Poetry Thursday - To My First White Hairs by Wole Soyinka

Then ... (via)
To My First White Hairs

Hirsute hell chimney-spouts, black thunderthroes
confluence of coarse cloudfleeces - my head sir! - scourbrush
in bitumen, past fossil beyond fingers of light - until . . . !

Sudden sprung as corn stalk after rain, watered milk weak;
as lightning shrunk to ant's antenna, shrivelled
off the febrile sight of crickets in the sun -

THREE WHITE HAIRS! frail invaders of the undergrowth
interpret time. I view them, wired wisps, vibrant coiled 
beneath a magnifying glass, milk-thread presages

Of the hoary phase. Weave then, weave o quickly weave
your sham veneration, Knit me webs of winter sagehood,
nightcap, and the fungoid sequins of a crown.

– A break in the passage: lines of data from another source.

use std::path::PathBuf;

use anyhow::{Context, Result};
use clap::Parser;
use tokio::net::TcpListener;
use tracing::info;
use tracing_subscriber::EnvFilter;

use tripchat::build_info;
use tripchat::config::Config;
use tripchat::llm::ProviderRegistry;
use tripchat::server::{AppState, build_app};

/// Relay travel-assistant chat turns to Gemini or OpenRouter.
#[derive(Parser)]
#[command(name = "tripchat", version)]
struct Cli {
    /// Path to the YAML config file. Missing files fall back to defaults.
    #[arg(short, long, default_value = "tripchat.yaml")]
    config: PathBuf,

    /// Override `server.host`.
    #[arg(long)]
    host: Option<String>,

    /// Override `server.port`.
    #[arg(short, long)]
    port: Option<u16>,
}

#[tokio::main]
async fn main() -> Result<()> {
    tracing_subscriber::fmt()
        .with_env_filter(EnvFilter::try_from_default_env().unwrap_or_else(|_| "info".into()))
        .init();

    let cli = Cli::parse();
    let mut config = Config::load(&cli.config)
        .await
        .with_context(|| format!("failed to load {}", cli.config.display()))?;
    if let Some(host) = cli.host {
        config.server.host = host;
    }
    if let Some(port) = cli.port {
        config.server.port = port;
    }

    let state = AppState {
        providers: ProviderRegistry::from_config(&config),
    };
    let app = build_app(state, config.server.request_timeout_seconds);

    let addr = format!("{}:{}", config.server.host, config.server.port);
    let listener = TcpListener::bind(&addr)
        .await
        .with_context(|| format!("failed to bind {addr}"))?;
    info!(%addr, version = build_info::VERSION, "tripchat listening");

    axum::serve(listener, app)
        .with_graceful_shutdown(shutdown_signal())
        .await
        .context("server shutdown")?;
    Ok(())
}

async fn shutdown_signal() {
    if tokio::signal::ctrl_c().await.is_ok() {
        info!("Shutting down");
    }
}
//! LLM error types.

use thiserror::Error;
use tripchat_types::Provider;

/// Errors that can occur when calling an upstream LLM provider.
#[derive(Debug, Error)]
pub enum LLMError {
    /// HTTP request failed before a response arrived
    #[error("{} request failed: {source}", .provider.label())]
    Request {
        provider: Provider,
        #[source]
        source: reqwest::Error,
    },

    /// API returned a non-success status
    #[error("{} API error: {status}{}", .provider.label(), detail_suffix(.detail))]
    Api {
        provider: Provider,
        status: u16,
        detail: Option<String>,
    },

    /// API answered 2xx but the reply text was not where it should be
    #[error("Invalid response from {} API", .provider.label())]
    InvalidResponse { provider: Provider },
}

fn detail_suffix(detail: &Option<String>) -> String {
    detail
        .as_deref()
        .map(|d| format!(" - {d}"))
        .unwrap_or_default()
}

impl LLMError {
    pub fn request(provider: Provider) -> impl FnOnce(reqwest::Error) -> Self {
        move |source| LLMError::Request { provider, source }
    }

    /// Upstream HTTP status, when the provider answered at all.
    pub fn status(&self) -> Option<u16> {
        match self {
            LLMError::Api { status, .. } => Some(*status),
            _ => None,
        }
    }
}
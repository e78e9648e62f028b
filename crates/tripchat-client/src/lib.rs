//! Client relay for the tripchat proxy.
//!
//! [`RelayClient`] forwards one message per call to `POST /api/chat`.
//! [`ChatSession`] wraps any [`Relay`] with the UI-side state: the transcript,
//! the selected provider and model, and the single in-flight send.

mod client;
mod error;
mod session;

pub use client::{Relay, RelayClient};
pub use error::RelayError;
pub use session::{
    ChatSession, ConversationTurn, DEFAULT_MODEL, DEFAULT_PROVIDER, Sender, error_text,
};
pub use tripchat_types::{Provider, RelayRequest, RelayResponse};
//! LLM provider adapters for single-turn chat.

mod error;
mod gemini;
mod openrouter;
mod provider;
mod registry;
mod types;

pub use error::LLMError;
pub use gemini::GeminiProvider;
pub use openrouter::OpenRouterProvider;
pub use provider::LLMProvider;
pub use registry::ProviderRegistry;
pub use types::ChatRequest;
//! Text rendering for turns and status lines.

use tripchat_client::{ConversationTurn, Provider, Sender};

pub fn turn(turn: &ConversationTurn) -> String {
    match turn.sender {
        Sender::User => format!("you> {}", turn.text),
        Sender::Assistant => format!("assistant> {}", turn.text),
    }
}

pub fn status(provider: Provider, model: Option<&str>) -> String {
    match (provider, model) {
        (Provider::OpenRouter, Some(model)) => format!("Connected to {model} via OpenRouter"),
        (Provider::OpenRouter, None) => "Connected to OpenRouter (server default model)".to_string(),
        (Provider::Gemini, _) => "Connected to Gemini".to_string(),
    }
}

pub fn thinking(provider: Provider, model: Option<&str>) -> String {
    match (provider, model) {
        (Provider::OpenRouter, Some(model)) => format!("{model} is thinking..."),
        _ => format!("{} is thinking...", provider.label()),
    }
}

pub fn welcome(provider: Provider, model: Option<&str>) -> String {
    format!(
        "Welcome! I'm your AI travel assistant. {}.\n\
         Ask me anything about trip planning or destinations. Type /help for commands.",
        status(provider, model)
    )
}
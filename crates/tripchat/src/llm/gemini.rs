//! Google Gemini provider (`generateContent` API).
//!
//! The user message is wrapped in the travel-assistant preamble and sent as a
//! single-turn request. The reply lives at `candidates[0].content.parts[0].text`.

use async_trait::async_trait;
use reqwest::Client;
use serde::{Deserialize, Serialize};
use tracing::warn;
use tripchat_types::Provider;

use super::error::LLMError;
use super::provider::LLMProvider;
use super::types::ChatRequest;
use crate::config::{GeminiConfig, SamplingConfig};

/// Gemini provider authenticated with an API key header.
pub struct GeminiProvider {
    client: Client,
    base_url: String,
    model: String,
    api_key: String,
    sampling: SamplingConfig,
}

impl GeminiProvider {
    #[must_use]
    pub fn new(
        client: Client,
        config: &GeminiConfig,
        api_key: String,
        sampling: SamplingConfig,
    ) -> Self {
        Self {
            client,
            base_url: config.base_url.trim_end_matches('/').to_string(),
            model: config.model.clone(),
            api_key,
            sampling,
        }
    }
}

#[async_trait]
impl LLMProvider for GeminiProvider {
    async fn call(&self, request: &ChatRequest) -> Result<String, LLMError> {
        // Model selection is fixed by config for Gemini.
        let url = format!("{}/models/{}:generateContent", self.base_url, self.model);
        let body = to_request(&request.message, self.sampling);

        let response = self
            .client
            .post(&url)
            .header("Content-Type", "application/json")
            .header("x-goog-api-key", &self.api_key)
            .json(&body)
            .send()
            .await
            .map_err(LLMError::request(Provider::Gemini))?;

        if !response.status().is_success() {
            return Err(LLMError::Api {
                provider: Provider::Gemini,
                status: response.status().as_u16(),
                detail: None,
            });
        }

        let text = response
            .text()
            .await
            .map_err(LLMError::request(Provider::Gemini))?;
        extract_text(&text)
    }
}

// --- Gemini format types and conversions ---

#[derive(Serialize)]
#[serde(rename_all = "camelCase")]
struct Request {
    contents: Vec<Content>,
    generation_config: GenerationConfig,
}

#[derive(Serialize, Deserialize)]
struct Content {
    #[serde(default)]
    parts: Vec<Part>,
}

#[derive(Serialize, Deserialize)]
struct Part {
    #[serde(default, skip_serializing_if = "Option::is_none")]
    text: Option<String>,
}

#[derive(Serialize)]
#[serde(rename_all = "camelCase")]
struct GenerationConfig {
    temperature: f32,
    max_output_tokens: u32,
}

#[derive(Deserialize)]
struct Response {
    #[serde(default)]
    candidates: Vec<Candidate>,
}

#[derive(Deserialize)]
struct Candidate {
    content: Option<Content>,
}

const PREAMBLE: &str = "You are a helpful travel assistant for a trip planning website called Travel Craft. \
    Answer the user's question in a friendly and helpful manner.";

fn to_request(message: &str, sampling: SamplingConfig) -> Request {
    let prompt = format!("{PREAMBLE} User question: {message}");

    Request {
        contents: vec![Content {
            parts: vec![Part { text: Some(prompt) }],
        }],
        generation_config: GenerationConfig {
            temperature: sampling.temperature,
            max_output_tokens: sampling.max_output_tokens,
        },
    }
}

fn extract_text(body: &str) -> Result<String, LLMError> {
    let invalid = || LLMError::InvalidResponse {
        provider: Provider::Gemini,
    };

    let response: Response = serde_json::from_str(body).map_err(|e| {
        warn!(provider = "gemini", error = %e, "Unparseable response body");
        invalid()
    })?;

    response
        .candidates
        .into_iter()
        .next()
        .and_then(|c| c.content)
        .and_then(|c| c.parts.into_iter().next())
        .and_then(|p| p.text)
        .filter(|t| !t.is_empty())
        .ok_or_else(invalid)
}
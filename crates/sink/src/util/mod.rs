//! Sink utilities
//!
//! - **rate_limited_logger**: keeps repeated render failures from flooding
//!   the diagnostic log

pub mod rate_limited_logger;

pub use rate_limited_logger::{DEFAULT_LOG_INTERVAL, RateLimitedLogger};
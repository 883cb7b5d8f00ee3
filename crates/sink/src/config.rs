//! Console sink configuration
//!
//! Loaded from TOML; every field is optional:
//!
//! ```toml
//! name = "console"
//! queue_limit = 10000
//! block_when_full = false
//! use_json = false
//! output_template = "[{Timestamp:%H:%M:%S} {Level:u3}] {Message}{NewLine}{Exception}"
//! color = true
//! buffer_size = 65536
//! ```

use std::fs;
use std::io;
use std::path::Path;
use std::str::FromStr;

use serde::Deserialize;
use thiserror::Error;

use crate::console::{ConsoleSinkOptions, DEFAULT_BUFFER_SIZE, DEFAULT_SINK_NAME};

/// Result type for configuration operations
pub type Result<T> = std::result::Result<T, ConfigError>;

/// Errors that can occur when loading or validating configuration
#[derive(Debug, Error)]
pub enum ConfigError {
    /// Failed to read configuration file
    #[error("failed to read config file '{path}': {source}")]
    IoError {
        path: String,
        #[source]
        source: io::Error,
    },

    /// Failed to parse TOML
    #[error("failed to parse config: {0}")]
    ParseError(#[from] toml::de::Error),

    /// A field holds a value the sink cannot use
    #[error("invalid {field}: {message}")]
    InvalidValue {
        field: &'static str,
        message: String,
    },
}

impl ConfigError {
    /// Create an invalid value error
    pub fn invalid_value(field: &'static str, message: impl Into<String>) -> Self {
        Self::InvalidValue {
            field,
            message: message.into(),
        }
    }
}

/// Console sink configuration
#[derive(Debug, Clone, PartialEq, Eq, Deserialize)]
#[serde(default, deny_unknown_fields)]
pub struct ConsoleSinkConfig {
    /// Sink name used in diagnostics
    pub name: String,

    /// Maximum buffered events (absent = unbounded)
    pub queue_limit: Option<usize>,

    /// Block producers when the bounded queue is full
    pub block_when_full: bool,

    /// Render JSON lines (default: true)
    pub use_json: bool,

    /// Text-mode line layout
    pub output_template: Option<String>,

    /// Color the level token in output templates
    pub color: bool,

    /// Output write buffer size in bytes (default: 64 KiB)
    pub buffer_size: usize,
}

impl Default for ConsoleSinkConfig {
    fn default() -> Self {
        Self {
            name: DEFAULT_SINK_NAME.to_string(),
            queue_limit: None,
            block_when_full: false,
            use_json: true,
            output_template: None,
            color: false,
            buffer_size: DEFAULT_BUFFER_SIZE,
        }
    }
}

impl ConsoleSinkConfig {
    /// Load configuration from a TOML file
    pub fn from_file<P: AsRef<Path>>(path: P) -> Result<Self> {
        let path = path.as_ref();
        let contents = fs::read_to_string(path).map_err(|e| ConfigError::IoError {
            path: path.display().to_string(),
            source: e,
        })?;

        Self::from_str(&contents)
    }

    /// Validate the configuration
    pub fn validate(&self) -> Result<()> {
        if self.name.trim().is_empty() {
            return Err(ConfigError::invalid_value("name", "must not be empty"));
        }
        if self.buffer_size == 0 {
            return Err(ConfigError::invalid_value("buffer_size", "must be greater than 0"));
        }
        if self.queue_limit == Some(0) {
            return Err(ConfigError::invalid_value("queue_limit", "must be at least 1"));
        }
        if self
            .output_template
            .as_deref()
            .is_some_and(|t| t.trim().is_empty())
        {
            return Err(ConfigError::invalid_value("output_template", "must not be blank"));
        }

        if self.block_when_full && self.queue_limit.is_none() {
            tracing::warn!(
                sink = %self.name,
                "block_when_full has no effect without queue_limit"
            );
        }
        if self.use_json && self.output_template.is_some() {
            tracing::warn!(
                sink = %self.name,
                "output_template is ignored while use_json is enabled"
            );
        }

        Ok(())
    }
}

impl FromStr for ConsoleSinkConfig {
    type Err = ConfigError;

    fn from_str(s: &str) -> Result<Self> {
        let config: ConsoleSinkConfig = toml::from_str(s)?;
        config.validate()?;
        Ok(config)
    }
}

impl From<ConsoleSinkConfig> for ConsoleSinkOptions {
    fn from(config: ConsoleSinkConfig) -> Self {
        Self {
            name: config.name,
            queue_limit: config.queue_limit,
            block_when_full: config.block_when_full,
            use_json: config.use_json,
            output_template: config.output_template,
            color: config.color,
            buffer_size: config.buffer_size,
            custom_formatter: None,
        }
    }
}
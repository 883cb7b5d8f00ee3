//! Renderers
//!
//! A renderer turns one `LogEvent` into bytes appended to the drain worker's
//! scratch buffer. The built-in renderers are:
//!
//! - [`JsonFormatter`] - one compact JSON object per line (default)
//! - [`TextFormatter`] - the rendered message per line
//! - [`OutputTemplate`] - text lines laid out by an output template
//!
//! Callers can supply their own via [`ConsoleSinkOptions::with_formatter`].
//! The strategy is picked once at construction ([`Formatter::from_options`]).
//!
//! [`ConsoleSinkOptions::with_formatter`]: crate::ConsoleSinkOptions::with_formatter

mod json;
mod output_template;
mod text;

use std::fmt;
use std::sync::Arc;

use bytes::BytesMut;
use thiserror::Error;

use crate::console::ConsoleSinkOptions;
use crate::event::LogEvent;

pub use json::JsonFormatter;
pub use output_template::{LevelFormat, OutputTemplate};
pub use text::TextFormatter;

/// Rendering failure for a single event
///
/// The drain worker skips the event and keeps going.
#[derive(Debug, Error)]
pub enum RenderError {
    /// JSON serialization failed
    #[error("JSON serialization failed: {0}")]
    Json(#[from] serde_json::Error),

    /// Text formatting failed
    #[error("formatting failed")]
    Format(#[from] fmt::Error),

    /// Custom formatter reported an error
    #[error("custom formatter failed: {0}")]
    Custom(String),

    /// Formatter panicked
    #[error("formatter panicked: {0}")]
    Panicked(String),
}

impl RenderError {
    /// Create a custom formatter error
    pub fn custom(msg: impl Into<String>) -> Self {
        Self::Custom(msg.into())
    }
}

/// Event renderer
///
/// Implementations append the rendered event (normally one `\n`-terminated
/// line) to `buf`. They are called from the drain worker only, one event at a
/// time, but must be `Send + Sync` to be shared with it.
pub trait Render: Send + Sync {
    fn render(&self, event: &LogEvent, buf: &mut BytesMut) -> Result<(), RenderError>;
}

/// Adapter turning a closure into a [`Render`] implementation
///
/// ```
/// use bytes::BufMut;
/// use fastlog_sink::{FnFormatter, LogEvent, LogLevel, Render};
///
/// let formatter = FnFormatter::new(|event: &LogEvent, buf: &mut bytes::BytesMut| {
///     buf.put_slice(event.level().short_name().as_bytes());
///     buf.put_u8(b'\n');
///     Ok(())
/// });
///
/// let mut buf = bytes::BytesMut::new();
/// formatter.render(&LogEvent::new(LogLevel::Warning, "x"), &mut buf).unwrap();
/// assert_eq!(&buf[..], b"WRN\n");
/// ```
pub struct FnFormatter<F>(F);

impl<F> FnFormatter<F>
where
    F: Fn(&LogEvent, &mut BytesMut) -> Result<(), RenderError> + Send + Sync,
{
    pub fn new(f: F) -> Self {
        Self(f)
    }
}

impl<F> Render for FnFormatter<F>
where
    F: Fn(&LogEvent, &mut BytesMut) -> Result<(), RenderError> + Send + Sync,
{
    fn render(&self, event: &LogEvent, buf: &mut BytesMut) -> Result<(), RenderError> {
        (self.0)(event, buf)
    }
}

/// The renderer a sink uses, chosen once from its options
#[derive(Clone)]
pub enum Formatter {
    Json(JsonFormatter),
    Text(TextFormatter),
    Template(OutputTemplate),
    Custom(Arc<dyn Render>),
}

impl Formatter {
    /// Pick the renderer: custom, then JSON, then output template, then text
    pub fn from_options(options: &ConsoleSinkOptions) -> Self {
        if let Some(custom) = &options.custom_formatter {
            return Self::Custom(Arc::clone(custom));
        }
        if options.use_json {
            return Self::Json(JsonFormatter);
        }
        match &options.output_template {
            Some(template) => Self::Template(OutputTemplate::new(template, options.color)),
            None => Self::Text(TextFormatter),
        }
    }

    /// Short name for diagnostics
    pub fn kind(&self) -> &'static str {
        match self {
            Self::Json(_) => "json",
            Self::Text(_) => "text",
            Self::Template(_) => "template",
            Self::Custom(_) => "custom",
        }
    }
}

impl Render for Formatter {
    fn render(&self, event: &LogEvent, buf: &mut BytesMut) -> Result<(), RenderError> {
        match self {
            Self::Json(f) => f.render(event, buf),
            Self::Text(f) => f.render(event, buf),
            Self::Template(f) => f.render(event, buf),
            Self::Custom(f) => f.render(event, buf),
        }
    }
}

impl fmt::Debug for Formatter {
    fn fmt(&self, f: &mut fmt::Formatter<'_>) -> fmt::Result {
        match self {
            Self::Template(template) => f.debug_tuple("Template").field(template).finish(),
            other => f.write_str(other.kind()),
        }
    }
}
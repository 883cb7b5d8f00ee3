//! fastlog demo - burst load generator for the console sink
//!
//! Spawns producer threads that fire bursts of structured events at a
//! `ConsoleSink` writing to stdout, then shuts the sink down and reports the
//! final counters on stderr.
//!
//! # Usage
//!
//! ```bash
//! # 5 producers x 1000 JSON lines, unbounded queue
//! fastlog-demo
//!
//! # Bounded queue that drops under pressure
//! fastlog-demo --queue-limit 100 > /dev/null
//!
//! # Bounded queue that blocks producers, colored output template
//! fastlog-demo --queue-limit 100 --block --text --template "[{Level:u3}] {Message}{NewLine}" --color
//!
//! # Options from a TOML file
//! fastlog-demo --config sink.toml
//! ```

use std::path::PathBuf;
use std::sync::Arc;
use std::thread;
use std::time::Instant;

use anyhow::{Context, Result};
use clap::Parser;
use fastlog_sink::{ConsoleSink, ConsoleSinkConfig, ConsoleSinkOptions, LogEvent, LogLevel};
use tracing_subscriber::{EnvFilter, fmt, prelude::*};

/// Burst load generator for the fastlog console sink
#[derive(Parser, Debug)]
#[command(name = "fastlog-demo")]
#[command(version, about, long_about = None)]
struct Cli {
    /// Sink configuration file (TOML); flags below override it
    #[arg(short, long)]
    config: Option<PathBuf>,

    /// Number of producer threads
    #[arg(short, long, default_value_t = 5)]
    producers: usize,

    /// Events per producer
    #[arg(short, long, default_value_t = 1000)]
    events: usize,

    /// Bound the queue to this many events
    #[arg(short, long)]
    queue_limit: Option<usize>,

    /// Block producers instead of dropping when the queue is full
    #[arg(long)]
    block: bool,

    /// Plain text output instead of JSON
    #[arg(long)]
    text: bool,

    /// Output template for text mode
    #[arg(long)]
    template: Option<String>,

    /// Color the level token in output templates
    #[arg(long)]
    color: bool,

    /// Payload characters per event
    #[arg(long, default_value_t = 100)]
    payload_size: usize,

    /// Diagnostic log level (trace, debug, info, warn, error)
    #[arg(short, long, default_value = "info")]
    log_level: String,
}

fn main() -> Result<()> {
    let cli = Cli::parse();
    init_logging(&cli.log_level)?;

    let options = build_options(&cli)?;
    let sink = Arc::new(ConsoleSink::new(options).context("failed to start console sink")?);

    let started = Instant::now();
    let handles: Vec<_> = (0..cli.producers)
        .map(|producer| {
            let sink = Arc::clone(&sink);
            let events = cli.events;
            let payload = "x".repeat(cli.payload_size);
            thread::Builder::new()
                .name(format!("producer-{producer}"))
                .spawn(move || fire_burst(&sink, producer, events, &payload))
                .context("failed to spawn producer thread")
        })
        .collect::<Result<_>>()?;

    for handle in handles {
        if handle.join().is_err() {
            tracing::error!("producer thread panicked");
        }
    }
    let produced_in = started.elapsed();

    sink.shutdown();
    let total = started.elapsed();

    let snapshot = sink.metrics().snapshot();
    tracing::info!(
        producers = cli.producers,
        enqueued = snapshot.events_enqueued,
        written = snapshot.events_written,
        dropped = snapshot.events_dropped,
        bytes = snapshot.bytes_written,
        flushes = snapshot.flush_count,
        produce_ms = produced_in.as_millis() as u64,
        total_ms = total.as_millis() as u64,
        "burst complete"
    );

    Ok(())
}

fn fire_burst(sink: &ConsoleSink, producer: usize, events: usize, payload: &str) {
    for index in 0..events {
        let level = match index % 100 {
            0 => LogLevel::Warning,
            50 => LogLevel::Debug,
            _ => LogLevel::Information,
        };
        sink.enqueue(
            LogEvent::new(level, "burst {Producer} event {Index}: {Payload}")
                .with_property("Producer", producer)
                .with_property("Index", index)
                .with_property("Payload", payload),
        );
    }
}

/// Config file (if any) first, then command-line overrides
fn build_options(cli: &Cli) -> Result<ConsoleSinkOptions> {
    let mut options = match &cli.config {
        Some(path) => ConsoleSinkConfig::from_file(path)
            .with_context(|| format!("failed to load {}", path.display()))?
            .into(),
        None => ConsoleSinkOptions::default(),
    };

    if let Some(limit) = cli.queue_limit {
        options = options.with_queue_limit(limit);
    }
    if cli.block {
        options = options.block_when_full();
    }
    if cli.text {
        options = options.text();
    }
    if let Some(template) = &cli.template {
        options = options.with_output_template(template);
    }
    if cli.color {
        options = options.with_color(true);
    }

    Ok(options)
}

/// Initialize the tracing subscriber; diagnostics go to stderr
fn init_logging(level: &str) -> Result<()> {
    let filter = EnvFilter::try_new(level)
        .or_else(|_| EnvFilter::try_new("info"))
        .map_err(|e| anyhow::anyhow!("invalid log level: {}", e))?;

    tracing_subscriber::registry()
        .with(fmt::layer().with_target(true).with_writer(std::io::stderr))
        .with(filter)
        .init();

    Ok(())
}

(found in Poems on the Underground)

Wole Soyinka (b.1934) says "I did not set out to be a political dissident" and goes on:
I think I was born one. Or maybe...it was something I ate as a child, something that entered my system and took roots in my vital organs. My earliest recollected act of revolt—apart from routine childhood rebelliousness—was to take on the class bully and organise a collective force to draw his fangs—an alliance made up of the tiniest of the lot that were his favourite targets, I among them. The class bully is cut from the same cloth as the political bully, torturer, and killer. And he graduates from extortions from weaker classmates to the expropriation of a nation—with violence. I understood the ramifications of power very early, perhaps abnormally early. I learnt to recognise an axis of Power and Freedom, and I placed myself on the arm of the latter.

He won the Nobel Prize for Literature in 1986.